Have My Back: A Quick and Dirty Guide to Being An Ally

There are lots of really great, in-depth guides to being an ally, as well as some written to aid specific allies in specific contexts.  They make the rounds every once a while, but often don’t seem to reach the people who need them. That’s why it didn’t surprise me that, at Eschaton this past weekend, one of the questions asked of the gender panel was, in essence, how to be a good one.

While Ophelia, Natalie, Ania, and PZ shed quite a bit of light onto the topic, I contributed this: Simply put, have my back.

Don’t get in front of me and talk for me. Don’t stand off to the side and do nothing. Back me up.

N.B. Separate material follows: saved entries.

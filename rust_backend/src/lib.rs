//! # Trajectory Chart Backend
//!
//! Turns a per-region epidemic case table into an animated log-log trajectory
//! chart: cumulative cases against new cases over the trailing week, one curve
//! per region, plus reference curves for constant doubling times.
//!
//! ## Architecture
//!
//! - [`core`]: observation records and the filtered [`core::Dataset`]
//! - [`parsing`]: CSV case table parsing
//! - [`time`]: date parsing and label formatting
//! - [`services`]: series extraction, colours, frame building, reference curves, assembly
//! - [`api`]: the [`api::ChartSpec`] handed to the renderer and its plotly form
//! - [`io`]: dataset loading and figure export
//! - [`preprocessing`]: the end-to-end [`preprocessing::TrajectoryPipeline`]
//! - [`config`]: TOML chart configuration
//!
//! ## Example
//!
//! ```no_run
//! use rand::SeedableRng;
//! use std::path::Path;
//! use trajectory_backend::api::build_figure;
//! use trajectory_backend::preprocessing::TrajectoryPipeline;
//!
//! let pipeline = TrajectoryPipeline::new();
//! let mut rng = rand_chacha::ChaCha8Rng::seed_from_u64(7);
//! let result = pipeline.process(Path::new("districts.csv"), &mut rng).unwrap();
//! let figure = build_figure(&result.chart, pipeline.config());
//! ```

pub mod api;
pub mod config;
pub mod core;
pub mod error;
pub mod io;
pub mod parsing;
pub mod preprocessing;
pub mod services;
pub mod time;

pub use api::ChartSpec;
pub use config::ChartConfig;
pub use error::{TrajectoryError, TrajectoryResult};
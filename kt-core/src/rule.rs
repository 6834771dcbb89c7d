//! Rules attached to a query.
//!
//! On the wire a rule is a flat record `{type, options?, length?}`. Inside
//! the crate it is the [`Rule`] sum type, so a rule can never carry both
//! options and a length. Conversion happens during deserialization; an
//! invalid record fails with [`KtError::BadInput`].

use std::collections::BTreeMap;

use serde::{Deserialize, Serialize};

use crate::error::KtError;

/// A constraint or post-processing step attached to a query.
#[derive(Debug, Clone, PartialEq, Eq, Serialize, Deserialize)]
#[serde(try_from = "RuleRecord", into = "RuleRecord")]
pub enum Rule {
    /// The answer must be one of these values; anything else becomes null.
    MustReturn(Vec<String>),
    /// Example answers shown to the model. Output is not filtered.
    MayReturn(Vec<String>),
    /// List answers are truncated to at most this many items.
    MaxLength(usize),
    /// Whole-word substitutions applied to string answers, `original → resolved`.
    ///
    /// Keys must not occur in any value, otherwise applying the rule twice
    /// differs from applying it once.
    ResolveEntity(BTreeMap<String, String>),
}

impl Rule {
    /// The wire name of this rule's kind.
    pub fn kind(&self) -> &'static str {
        match self {
            Self::MustReturn(_) => "must_return",
            Self::MayReturn(_) => "may_return",
            Self::MaxLength(_) => "max_length",
            Self::ResolveEntity(_) => "resolve_entity",
        }
    }
}

/// The flat wire representation of a [`Rule`].
#[derive(Debug, Clone, Default, PartialEq, Eq, Serialize, Deserialize)]
pub struct RuleRecord {
    #[serde(rename = "type")]
    pub kind: String,
    #[serde(default, skip_serializing_if = "Option::is_none")]
    pub options: Option<Vec<String>>,
    #[serde(default, skip_serializing_if = "Option::is_none")]
    pub length: Option<i64>,
    /// Explicit `resolve_entity` mapping, an alternative to `"a:b"` options.
    #[serde(default, skip_serializing_if = "Option::is_none")]
    pub map: Option<BTreeMap<String, String>>,
}

impl TryFrom<RuleRecord> for Rule {
    type Error = KtError;

    fn try_from(record: RuleRecord) -> Result<Self, Self::Error> {
        let options = |record: RuleRecord| -> Result<Vec<String>, KtError> {
            match record.options {
                Some(options) if !options.is_empty() => Ok(options),
                _ => Err(KtError::BadInput(format!("{} rule requires options", record.kind))),
            }
        };

        let kind = record.kind.clone();
        match kind.as_str() {
            "must_return" => Ok(Self::MustReturn(options(record)?)),
            "may_return" => Ok(Self::MayReturn(options(record)?)),
            "max_length" => match record.length {
                Some(length) if length > 0 => Ok(Self::MaxLength(length as usize)),
                Some(length) => {
                    Err(KtError::BadInput(format!("max_length must be positive, got {length}")))
                }
                None => Err(KtError::BadInput("max_length rule requires length".to_string())),
            },
            "resolve_entity" => {
                let mut map = record.map.unwrap_or_default();
                for option in record.options.unwrap_or_default() {
                    let (original, resolved) = option.split_once(':').ok_or_else(|| {
                        KtError::BadInput(format!(
                            "resolve_entity option {option:?} must look like \"original:resolved\""
                        ))
                    })?;
                    map.insert(original.trim().to_string(), resolved.trim().to_string());
                }
                if map.is_empty() {
                    return Err(KtError::BadInput("resolve_entity rule requires options".to_string()));
                }
                if map.keys().any(|k| k.is_empty()) {
                    return Err(KtError::BadInput(
                        "resolve_entity keys must not be empty".to_string(),
                    ));
                }
                Ok(Self::ResolveEntity(map))
            }
            other => Err(KtError::BadInput(format!("unknown rule type {other:?}"))),
        }
    }
}

impl From<Rule> for RuleRecord {
    fn from(rule: Rule) -> Self {
        let kind = rule.kind().to_string();
        match rule {
            Rule::MustReturn(options) | Rule::MayReturn(options) => {
                Self { kind, options: Some(options), ..Default::default() }
            }
            Rule::MaxLength(length) => Self { kind, length: Some(length as i64), ..Default::default() },
            Rule::ResolveEntity(map) => Self {
                kind,
                options: Some(map.into_iter().map(|(k, v)| format!("{k}:{v}")).collect()),
                ..Default::default()
            },
        }
    }
}

/// Options of the first `must_return` rule.
pub fn must_return(rules: &[Rule]) -> Option<&[String]> {
    rules.iter().find_map(|rule| match rule {
        Rule::MustReturn(options) => Some(options.as_slice()),
        _ => None,
    })
}

/// Every `must_return` and `may_return` rule, in request order.
pub fn option_rules(rules: &[Rule]) -> impl Iterator<Item = &Rule> {
    rules.iter().filter(|rule| matches!(rule, Rule::MustReturn(_) | Rule::MayReturn(_)))
}

/// Length of the first `max_length` rule.
pub fn max_length(rules: &[Rule]) -> Option<usize> {
    rules.iter().find_map(|rule| match rule {
        Rule::MaxLength(length) => Some(*length),
        _ => None,
    })
}

/// Every `must_return` and `may_return` option, in rule order, without duplicates.
pub fn keyword_options(rules: &[Rule]) -> Vec<String> {
    let mut keywords: Vec<String> = Vec::new();
    for rule in rules {
        if let Rule::MustReturn(options) | Rule::MayReturn(options) = rule {
            for option in options {
                if !option.trim().is_empty() && !keywords.contains(option) {
                    keywords.push(option.clone());
                }
            }
        }
    }
    keywords
}

/// All `resolve_entity` mappings merged. Later rules win on key collisions.
pub fn resolution_map(rules: &[Rule]) -> BTreeMap<String, String> {
    rules
        .iter()
        .filter_map(|rule| match rule {
            Rule::ResolveEntity(map) => Some(map.clone()),
            _ => None,
        })
        .flatten()
        .collect()
}

#[cfg(test)]
mod tests {
    use super::*;
    use serde_json::json;

    fn parse(value: serde_json::Value) -> Result<Rule, serde_json::Error> {
        serde_json::from_value(value)
    }

    #[test]
    fn parses_each_kind() {
        assert_eq!(
            parse(json!({"type": "must_return", "options": ["Paris", "Rome"]})).unwrap(),
            Rule::MustReturn(vec!["Paris".into(), "Rome".into()])
        );
        assert_eq!(
            parse(json!({"type": "may_return", "options": ["x"]})).unwrap(),
            Rule::MayReturn(vec!["x".into()])
        );
        assert_eq!(parse(json!({"type": "max_length", "length": 2})).unwrap(), Rule::MaxLength(2));
        assert_eq!(
            parse(json!({"type": "resolve_entity", "options": ["NTZ:natalizumab"]})).unwrap(),
            Rule::ResolveEntity(BTreeMap::from([("NTZ".into(), "natalizumab".into())]))
        );
        assert_eq!(
            parse(json!({"type": "resolve_entity", "map": {"blue": "ultramarine"}})).unwrap(),
            Rule::ResolveEntity(BTreeMap::from([("blue".into(), "ultramarine".into())]))
        );
    }

    #[test]
    fn rejects_invalid_records() {
        assert!(parse(json!({"type": "must_return"})).is_err());
        assert!(parse(json!({"type": "must_return", "options": []})).is_err());
        assert!(parse(json!({"type": "max_length", "length": 0})).is_err());
        assert!(parse(json!({"type": "max_length"})).is_err());
        assert!(parse(json!({"type": "resolve_entity", "options": ["no-colon"]})).is_err());
        assert!(parse(json!({"type": "sometimes_return", "options": ["a"]})).is_err());
    }

    #[test]
    fn conversion_error_is_bad_input() {
        let err = Rule::try_from(RuleRecord { kind: "max_length".into(), ..Default::default() })
            .unwrap_err();
        assert!(matches!(err, KtError::BadInput(_)));
    }

    #[test]
    fn serializes_back_to_wire_records() {
        let rule = Rule::ResolveEntity(BTreeMap::from([("blue".into(), "ultramarine".into())]));
        assert_eq!(
            serde_json::to_value(&rule).unwrap(),
            json!({"type": "resolve_entity", "options": ["blue:ultramarine"]})
        );
        assert_eq!(
            serde_json::to_value(Rule::MaxLength(3)).unwrap(),
            json!({"type": "max_length", "length": 3})
        );
    }

    #[test]
    fn helpers_pick_the_right_rules() {
        let rules = vec![
            Rule::MayReturn(vec!["a".into(), "b".into()]),
            Rule::MustReturn(vec!["b".into(), "c".into()]),
            Rule::MaxLength(4),
        ];
        assert_eq!(must_return(&rules), Some(&["b".to_string(), "c".to_string()][..]));
        assert_eq!(option_rules(&rules).collect::<Vec<_>>(), vec![&rules[0], &rules[1]]);
        assert_eq!(max_length(&rules), Some(4));
        assert_eq!(keyword_options(&rules), vec!["a", "b", "c"]);
        assert!(resolution_map(&rules).is_empty());
    }
}
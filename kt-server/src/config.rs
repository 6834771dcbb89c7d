//! Server configuration read from the environment.

use std::fmt::Display;
use std::str::FromStr;
use std::time::Duration;

use kt_core::CoreConfig;
use kt_rag::RagConfig;
use thiserror::Error;

#[derive(Debug, Error, PartialEq, Eq)]
pub enum ConfigError {
    #[error("invalid value for {key}: {message}")]
    Invalid { key: String, message: String },

    #[error("{0} is required")]
    Missing(String),
}

/// Which language model and embedding backend to use.
#[derive(Debug, Clone, Copy, PartialEq, Eq)]
pub enum ProviderKind {
    OpenAI,
    /// Scripted model and hash embeddings; no network access.
    Mock,
}

impl FromStr for ProviderKind {
    type Err = String;

    fn from_str(s: &str) -> Result<Self, Self::Err> {
        match s.to_ascii_lowercase().as_str() {
            "openai" => Ok(Self::OpenAI),
            "mock" => Ok(Self::Mock),
            other => Err(format!("unknown provider '{other}' (expected openai or mock)")),
        }
    }
}

#[derive(Debug, Clone, Copy, PartialEq, Eq)]
pub enum VectorDbKind {
    Memory,
    Qdrant,
}

impl FromStr for VectorDbKind {
    type Err = String;

    fn from_str(s: &str) -> Result<Self, Self::Err> {
        match s.to_ascii_lowercase().as_str() {
            "memory" => Ok(Self::Memory),
            "qdrant" => Ok(Self::Qdrant),
            other => Err(format!("unknown vector db '{other}' (expected memory or qdrant)")),
        }
    }
}

#[derive(Debug, Clone, Copy, PartialEq, Eq)]
pub enum LogFormat {
    Pretty,
    Json,
}

impl FromStr for LogFormat {
    type Err = String;

    fn from_str(s: &str) -> Result<Self, Self::Err> {
        match s.to_ascii_lowercase().as_str() {
            "pretty" => Ok(Self::Pretty),
            "json" => Ok(Self::Json),
            other => Err(format!("unknown log format '{other}' (expected pretty or json)")),
        }
    }
}

#[derive(Debug, Clone, PartialEq)]
pub struct ServerConfig {
    pub host: String,
    pub port: u16,
    pub provider: ProviderKind,
    pub openai_api_key: Option<String>,
    pub llm_model: String,
    pub embedding_model: String,
    pub dimensions: usize,
    pub vector_db: VectorDbKind,
    pub qdrant_url: String,
    pub collection: String,
    pub chunk_size: usize,
    pub chunk_overlap: usize,
    pub request_timeout: Duration,
    pub log_format: LogFormat,
}

impl Default for ServerConfig {
    fn default() -> Self {
        Self {
            host: "127.0.0.1".to_string(),
            port: 8000,
            provider: ProviderKind::OpenAI,
            openai_api_key: None,
            llm_model: "gpt-4o".to_string(),
            embedding_model: "text-embedding-3-small".to_string(),
            dimensions: 768,
            vector_db: VectorDbKind::Memory,
            qdrant_url: "http://localhost:6334".to_string(),
            collection: "knowledge_table".to_string(),
            chunk_size: 512,
            chunk_overlap: 64,
            request_timeout: Duration::from_secs(60),
            log_format: LogFormat::Pretty,
        }
    }
}

impl ServerConfig {
    /// Load `.env` if present, then read the process environment.
    pub fn from_env() -> Result<Self, ConfigError> {
        dotenvy::dotenv().ok();
        Self::from_lookup(|key| std::env::var(key).ok())
    }

    /// Build a config from a key lookup. Unset or empty keys keep their
    /// defaults; unparseable values are errors.
    pub fn from_lookup(lookup: impl Fn(&str) -> Option<String>) -> Result<Self, ConfigError> {
        let get = |key: &str| lookup(key).map(|v| v.trim().to_string()).filter(|v| !v.is_empty());
        let defaults = Self::default();

        let config = Self {
            host: get("KT_HOST").unwrap_or(defaults.host),
            port: parse(&get, "KT_PORT", defaults.port)?,
            provider: parse(&get, "KT_PROVIDER", defaults.provider)?,
            openai_api_key: get("OPENAI_API_KEY"),
            llm_model: get("KT_LLM_MODEL").unwrap_or(defaults.llm_model),
            embedding_model: get("KT_EMBEDDING_MODEL").unwrap_or(defaults.embedding_model),
            dimensions: parse(&get, "KT_DIMENSIONS", defaults.dimensions)?,
            vector_db: parse(&get, "KT_VECTOR_DB", defaults.vector_db)?,
            qdrant_url: get("KT_QDRANT_URL").unwrap_or(defaults.qdrant_url),
            collection: get("KT_COLLECTION").unwrap_or(defaults.collection),
            chunk_size: parse(&get, "KT_CHUNK_SIZE", defaults.chunk_size)?,
            chunk_overlap: parse(&get, "KT_CHUNK_OVERLAP", defaults.chunk_overlap)?,
            request_timeout: Duration::from_secs(parse(
                &get,
                "KT_REQUEST_TIMEOUT_SECS",
                defaults.request_timeout.as_secs(),
            )?),
            log_format: parse(&get, "KT_LOG_FORMAT", defaults.log_format)?,
        };

        if config.provider == ProviderKind::OpenAI && config.openai_api_key.is_none() {
            return Err(ConfigError::Missing("OPENAI_API_KEY".to_string()));
        }
        config.rag_config()?;
        config.core_config()?;
        Ok(config)
    }

    pub fn rag_config(&self) -> Result<RagConfig, ConfigError> {
        RagConfig::builder()
            .chunk_size(self.chunk_size)
            .chunk_overlap(self.chunk_overlap)
            .dimensions(self.dimensions)
            .collection(self.collection.clone())
            .build()
            .map_err(|e| ConfigError::Invalid { key: "KT_CHUNK_*/KT_DIMENSIONS".to_string(), message: e.to_string() })
    }

    pub fn core_config(&self) -> Result<CoreConfig, ConfigError> {
        CoreConfig::builder()
            .request_timeout(self.request_timeout)
            .build()
            .map_err(|e| ConfigError::Invalid { key: "KT_REQUEST_TIMEOUT_SECS".to_string(), message: e.to_string() })
    }

    pub fn bind_addr(&self) -> String {
        format!("{}:{}", self.host, self.port)
    }
}

fn parse<T>(get: &impl Fn(&str) -> Option<String>, key: &str, default: T) -> Result<T, ConfigError>
where
    T: FromStr,
    T::Err: Display,
{
    match get(key) {
        None => Ok(default),
        Some(raw) => raw
            .parse()
            .map_err(|e: T::Err| ConfigError::Invalid { key: key.to_string(), message: e.to_string() }),
    }
}

#[cfg(test)]
mod tests {
    use super::*;
    use std::collections::HashMap;

    fn lookup(pairs: &[(&str, &str)]) -> impl Fn(&str) -> Option<String> {
        let map: HashMap<String, String> = pairs.iter().map(|(k, v)| (k.to_string(), v.to_string())).collect();
        move |key| map.get(key).cloned()
    }

    #[test]
    fn mock_provider_needs_no_key() {
        let config = ServerConfig::from_lookup(lookup(&[("KT_PROVIDER", "mock")])).unwrap();
        assert_eq!(config.provider, ProviderKind::Mock);
        assert_eq!(config.port, 8000);
        assert_eq!(config.vector_db, VectorDbKind::Memory);
        assert_eq!(config.request_timeout, Duration::from_secs(60));
    }

    #[test]
    fn openai_requires_key() {
        let err = ServerConfig::from_lookup(lookup(&[])).unwrap_err();
        assert_eq!(err, ConfigError::Missing("OPENAI_API_KEY".to_string()));
        let config = ServerConfig::from_lookup(lookup(&[("OPENAI_API_KEY", "sk-test")])).unwrap();
        assert_eq!(config.openai_api_key.as_deref(), Some("sk-test"));
    }

    #[test]
    fn reads_overrides() {
        let config = ServerConfig::from_lookup(lookup(&[
            ("KT_PROVIDER", "MOCK"),
            ("KT_HOST", "0.0.0.0"),
            ("KT_PORT", "9100"),
            ("KT_VECTOR_DB", "qdrant"),
            ("KT_DIMENSIONS", "1536"),
            ("KT_REQUEST_TIMEOUT_SECS", "5"),
            ("KT_LOG_FORMAT", "json"),
        ]))
        .unwrap();
        assert_eq!(config.bind_addr(), "0.0.0.0:9100");
        assert_eq!(config.vector_db, VectorDbKind::Qdrant);
        assert_eq!(config.dimensions, 1536);
        assert_eq!(config.request_timeout, Duration::from_secs(5));
        assert_eq!(config.log_format, LogFormat::Json);
    }

    #[test]
    fn invalid_values_are_errors() {
        let err = ServerConfig::from_lookup(lookup(&[("KT_PROVIDER", "mock"), ("KT_PORT", "http")])).unwrap_err();
        assert!(matches!(err, ConfigError::Invalid { ref key, .. } if key == "KT_PORT"));

        let err =
            ServerConfig::from_lookup(lookup(&[("KT_PROVIDER", "mock"), ("KT_CHUNK_OVERLAP", "600")])).unwrap_err();
        assert!(matches!(err, ConfigError::Invalid { .. }));

        let err = ServerConfig::from_lookup(lookup(&[("KT_PROVIDER", "gemini")])).unwrap_err();
        assert!(err.to_string().contains("KT_PROVIDER"));
    }

    #[test]
    fn blank_values_keep_defaults() {
        let config = ServerConfig::from_lookup(lookup(&[("KT_PROVIDER", "mock"), ("KT_PORT", "  ")])).unwrap();
        assert_eq!(config.port, 8000);
    }
}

It’s quite easy to see the problem with standing off to the side and doing nothing, but a bit harder to see how presumably supportive action can be problematic. I will present a snippet from this weekend — anecdotal evidence, if you will, but useful in illustrating what I mean by someone getting in front of me.

I traveled to Eschaton on the red-eye on Thursday night. Since it was a full flight from LAX to Toronto and I was the second last person to board, I had to look around quite a bit for a place to put my bag in the overhead bin without damaging someone else’s luggage. As I examined the one bin with any empty space, I figured out the best possible configuration in my head — placing a smaller bag sideways — and was about to make my move. Before I could, however, a man suddenly rose from his seat, snatched up my suitcase, and shoved it roughly into the overhead bin. He completely squished the bag I had intended to move and made it impossible to close the bin in the process. The owner of the smaller bag shot me the stink-eye. I said, “Hey, let me tilt that bag,” but before I could, the “helpful” man rearranged the squished bag so that the bin could be closed.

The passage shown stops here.